First proposed nearly two decades ago, the Pebble mining project has had a rollercoaster existence, and its outlook has shifted from bright to bleak over the years.
In the late 2000s, it received support from then-Governor of Alaska Sarah Palin, a pro-development Republican. But the EPA in the Obama administration decided to block the mine in 2014, citing the Clean Water Act and the risks to the salmon fishery.
The agency under President Trump then reversed the Obama-era ruling and gave the project a new lease of life. Late in the Trump administration, however, after opposition from some Republicans, including the president’s son, Donald Trump Jr., an avid sport fisherman, the U.S. Army Corps of Engineers denied the project a critical permit.
The Pebble partnership has appealed the Corps’ decision. Radhika Fox, the assistant EPA administrator for water, said that if the company were successful in the appeal, the Corps would still not be able to approve the project given the EPA’s determination unless it was somehow amended and the new proposal “does not have the similar adverse effects of this proposal.”
Washington Democrat Senator Maria Cantwell, one of the first lawmakers to oppose the project, said she was “ecstatic” about the EPA action. Washington state residents hold about a quarter of the commercial licenses to fish for sockeye in Bristol Bay, and much of the harvest passes through the state’s ports.
“This is such a big economic impact on salmon and on the economy and lifestyle of the Northwest,” she said. ‘This is no coincidence an Alaskan issue.”
The proposal for the Pebble project calls for an open-cast mine on a square mile of land, eventually excavated to a depth of about 1,500 feet. Tens of millions of tons of rock ore would be removed annually and processed to extract gold and copper, as well as molybdenum, which is used to strengthen steel in alloys.

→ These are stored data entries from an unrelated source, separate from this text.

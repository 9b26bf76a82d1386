//! Static prompt tables keyed by activity, age band and level.
//!
//! Lookup falls back to the level-1 list when the requested level has no
//! prompts, so a child promoted past the authored content still gets
//! questions.

use std::collections::HashMap;

use rand::seq::SliceRandom;
use rand::Rng;
use serde::{Deserialize, Serialize};

use crate::activity::{ActivityId, AgeBand, Difficulty};

#[derive(Debug, Clone, PartialEq, Eq, Serialize, Deserialize)]
pub struct PromptOption {
    pub id: String,
    pub label: String,
    #[serde(default)]
    pub correct: bool,
}

/// A single tap-to-answer question.
#[derive(Debug, Clone, PartialEq, Eq, Serialize, Deserialize)]
pub struct Prompt {
    pub id: String,
    pub instruction: String,
    pub options: Vec<PromptOption>,
}

impl Prompt {
    pub fn is_correct(&self, option_id: &str) -> bool {
        self.options
            .iter()
            .any(|opt| opt.id == option_id && opt.correct)
    }

    pub fn correct_ids(&self) -> Vec<&str> {
        self.options
            .iter()
            .filter(|opt| opt.correct)
            .map(|opt| opt.id.as_str())
            .collect()
    }
}

type ContentKey = (ActivityId, AgeBand, Difficulty);

#[derive(Debug, Clone, Default)]
pub struct ContentCatalog {
    prompts: HashMap<ContentKey, Vec<Prompt>>,
}

impl ContentCatalog {
    pub fn new() -> Self {
        Self::default()
    }

    /// Append prompts to a (activity, band, level) slot.
    pub fn insert(
        &mut self,
        activity: ActivityId,
        band: AgeBand,
        level: Difficulty,
        prompts: impl IntoIterator<Item = Prompt>,
    ) {
        self.prompts
            .entry((activity, band, level))
            .or_default()
            .extend(prompts);
    }

    pub fn prompts(&self, activity: ActivityId, band: AgeBand, level: Difficulty) -> &[Prompt] {
        let exact = self.slot(activity, band, level);
        if !exact.is_empty() {
            return exact;
        }
        self.slot(activity, band, Difficulty::MIN)
    }

    fn slot(&self, activity: ActivityId, band: AgeBand, level: Difficulty) -> &[Prompt] {
        self.prompts
            .get(&(activity, band, level))
            .map(Vec::as_slice)
            .unwrap_or(&[])
    }

    pub fn random_prompt<R: Rng + ?Sized>(
        &self,
        activity: ActivityId,
        band: AgeBand,
        level: Difficulty,
        rng: &mut R,
    ) -> Option<&Prompt> {
        self.prompts(activity, band, level).choose(rng)
    }

    /// The colors tables. Other activities build their rounds in-session.
    pub fn builtin() -> Self {
        let mut catalog = Self::new();
        let l1 = Difficulty::MIN;
        let l2 = Difficulty::MID;
        let l3 = Difficulty::MAX;

        use ActivityId::Colors;
        use AgeBand::{FiveToSix, SevenToEight, ThreeToFour};

        catalog.insert(
            Colors,
            ThreeToFour,
            l1,
            [
                pick("colors-3-4-l1-1", "Find the RED color", &["🔴", "🟡", "🟢"], 0),
                pick("colors-3-4-l1-2", "Find the BLUE color", &["🟡", "🔵", "🔴"], 1),
                pick("colors-3-4-l1-3", "Find the YELLOW color", &["🟡", "🟢", "🔵"], 0),
            ],
        );
        catalog.insert(
            Colors,
            ThreeToFour,
            l2,
            [
                pick("colors-3-4-l2-1", "Which one is GREEN?", &["🟡", "🟢", "🔴"], 1),
                pick("colors-3-4-l2-2", "Find the PURPLE color", &["🔴", "🟣", "🟡"], 1),
            ],
        );
        catalog.insert(
            Colors,
            ThreeToFour,
            l3,
            [pick("colors-3-4-l3-1", "Find the ORANGE color", &["🟠", "🟣", "🟢"], 0)],
        );

        catalog.insert(
            Colors,
            FiveToSix,
            l1,
            [
                pick("colors-5-6-l1-1", "Match the colors: Red", &["🎨", "🟡", "🟢"], 0),
                pick("colors-5-6-l1-2", "What color is the apple?", &["🟡", "🔴", "🟢"], 1),
            ],
        );
        catalog.insert(
            Colors,
            FiveToSix,
            l2,
            [pick("colors-5-6-l2-1", "What color is the banana?", &["🟡", "🔴", "🟢"], 0)],
        );
        catalog.insert(
            Colors,
            FiveToSix,
            l3,
            [pick("colors-5-6-l3-1", "Mix red and blue - what color?", &["🟣", "🟡", "🟢"], 0)],
        );

        catalog.insert(
            Colors,
            SevenToEight,
            l1,
            [pick("colors-7-8-l1-1", "Name this primary color", &["Red", "Orange", "Pink"], 0)],
        );
        catalog.insert(
            Colors,
            SevenToEight,
            l2,
            [pick("colors-7-8-l2-1", "Red + Yellow = ?", &["Orange", "Purple", "Green"], 0)],
        );
        catalog.insert(
            Colors,
            SevenToEight,
            l3,
            [pick("colors-7-8-l3-1", "What is a warm color?", &["Red", "Blue", "Green"], 0)],
        );

        catalog
    }
}

/// Single-answer prompt with options `opt1..optN`.
fn pick(id: &str, instruction: &str, labels: &[&str], correct: usize) -> Prompt {
    Prompt {
        id: id.to_string(),
        instruction: instruction.to_string(),
        options: labels
            .iter()
            .enumerate()
            .map(|(idx, label)| PromptOption {
                id: format!("opt{}", idx + 1),
                label: (*label).to_string(),
                correct: idx == correct,
            })
            .collect(),
    }
}
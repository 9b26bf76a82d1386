//! Spoken feedback: message selection, voice presets and the narrator port.
//!
//! Message choice is a pure function of the outcome kind, the item label
//! and a seedable RNG, so runs can be replayed exactly.

use rand::prelude::*;
use rand_pcg::Mcg128Xsl64;
use serde::{Deserialize, Serialize};
use tracing::warn;

use crate::activity::ActivityId;

/// Spoken once the day's activity is finished.
pub const COMPLETION_MESSAGE: &str = "Wonderful! Great job! See you tomorrow!";

#[derive(Debug, Clone, Copy, PartialEq, Eq, Serialize, Deserialize)]
#[serde(rename_all = "snake_case")]
pub enum FeedbackKind {
    /// Child picked the right answer
    Success,
    /// Child picked a wrong answer; the label is what they picked
    Retry,
}

/// `{label}` is replaced with the item the child tapped.
const SUCCESS_TEMPLATES: [&str; 6] = [
    "{label}! Yay!",
    "{label}! Yes!",
    "{label}! Nice!",
    "{label}! Awesome!",
    "{label}! Cool!",
    "{label}! Wow!",
];

const RETRY_TEMPLATES: [&str; 5] = [
    "That's {label}. Try again!",
    "Nope! That's {label}. Go!",
    "That's {label}. Keep trying!",
    "Oops! That's {label}. Once more!",
    "That is {label}. You can do it!",
];

impl FeedbackKind {
    fn templates(&self) -> &'static [&'static str] {
        match self {
            FeedbackKind::Success => &SUCCESS_TEMPLATES,
            FeedbackKind::Retry => &RETRY_TEMPLATES,
        }
    }

    /// Voice preset that goes with this kind of message.
    pub fn voice(&self) -> VoiceSettings {
        match self {
            FeedbackKind::Success => VoiceSettings::SUCCESS,
            FeedbackKind::Retry => VoiceSettings::ERROR,
        }
    }

    /// Number of distinct templates for this kind.
    pub fn template_count(&self) -> usize {
        self.templates().len()
    }
}

/// Picks encouragement messages.
pub struct FeedbackPicker {
    rng: Mcg128Xsl64,
}

impl FeedbackPicker {
    pub fn new(seed: Option<u64>) -> Self {
        let rng = match seed {
            Some(seed) => Mcg128Xsl64::seed_from_u64(seed),
            None => Mcg128Xsl64::from_entropy(),
        };
        Self { rng }
    }

    pub fn seeded(seed: u64) -> Self {
        Self::new(Some(seed))
    }

    pub fn message(&mut self, kind: FeedbackKind, label: &str) -> String {
        let templates = kind.templates();
        let idx = self.rng.gen_range(0..templates.len());
        templates[idx].replace("{label}", label)
    }

    /// Underlying RNG, shared with prompt selection so one seed drives a run.
    pub fn rng(&mut self) -> &mut Mcg128Xsl64 {
        &mut self.rng
    }
}

/// Text-to-speech pitch and rate.
#[derive(Debug, Clone, Copy, PartialEq, Serialize, Deserialize)]
pub struct VoiceSettings {
    pub pitch: f32,
    pub rate: f32,
}

impl VoiceSettings {
    pub const QUESTION: VoiceSettings = VoiceSettings { pitch: 1.5, rate: 0.95 };
    pub const SUCCESS: VoiceSettings = VoiceSettings { pitch: 1.65, rate: 0.95 };
    pub const ERROR: VoiceSettings = VoiceSettings { pitch: 1.45, rate: 0.9 };
    pub const WELCOME: VoiceSettings = VoiceSettings { pitch: 1.4, rate: 0.85 };
}

/// Greeting for the home screen.
pub fn welcome_message(activity: ActivityId) -> String {
    format!(
        "Hi there! Today's adventure is {}. Ready to play?",
        activity.display_name()
    )
}

/// Text-to-speech backend.
pub trait Narrator: Send + Sync {
    fn speak(
        &self,
        text: &str,
        voice: VoiceSettings,
    ) -> Result<(), Box<dyn std::error::Error + Send + Sync>>;

    fn stop(&self) -> Result<(), Box<dyn std::error::Error + Send + Sync>> {
        Ok(()) // default no-op
    }
}

/// Narrator that says nothing.
#[derive(Debug, Default, Clone, Copy)]
pub struct SilentNarrator;

impl Narrator for SilentNarrator {
    fn speak(
        &self,
        _text: &str,
        _voice: VoiceSettings,
    ) -> Result<(), Box<dyn std::error::Error + Send + Sync>> {
        Ok(())
    }
}

/// Wraps a narrator with the sound preference. Speech failures never reach
/// the caller.
pub struct GatedNarrator<N: Narrator> {
    inner: N,
    enabled: bool,
}

impl<N: Narrator> GatedNarrator<N> {
    pub fn new(inner: N, enabled: bool) -> Self {
        Self { inner, enabled }
    }

    pub fn is_enabled(&self) -> bool {
        self.enabled
    }

    pub fn say(&self, text: &str, voice: VoiceSettings) {
        if !self.enabled {
            return;
        }
        if let Err(e) = self.inner.speak(text, voice) {
            warn!(error = %e, "speech failed");
        }
    }

    pub fn stop(&self) {
        if let Err(e) = self.inner.stop() {
            warn!(error = %e, "stopping speech failed");
        }
    }
}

The project also includes the construction of a power station and a pipeline for the gas to feed it, as well as an access road and port.
In 2020, Pebble executives were recorded saying they were expecting the project to grow much bigger and operate much longer, than originally outlined. The executives, who were recorded by members of an environmental protection group posing as potential investors, said the mine could operate for 160 years or more beyond the proposed 20 years. And it could quickly double its output after the first two decades, they said.
The comments eventually led to the dismissal from the company’s then CEO, Tom Collier.
The EPA determination is the final blow to the project. In December, the Conservation Fund, an environmental conservation organization, purchased easements to preserve 44,000 acres of land owned by a village indigenous company near Iliamna Lake, about 20 miles south of the proposed mine site and area covered by the EPA. statement falls.
The easements effectively block development and would make construction of an access road more difficult.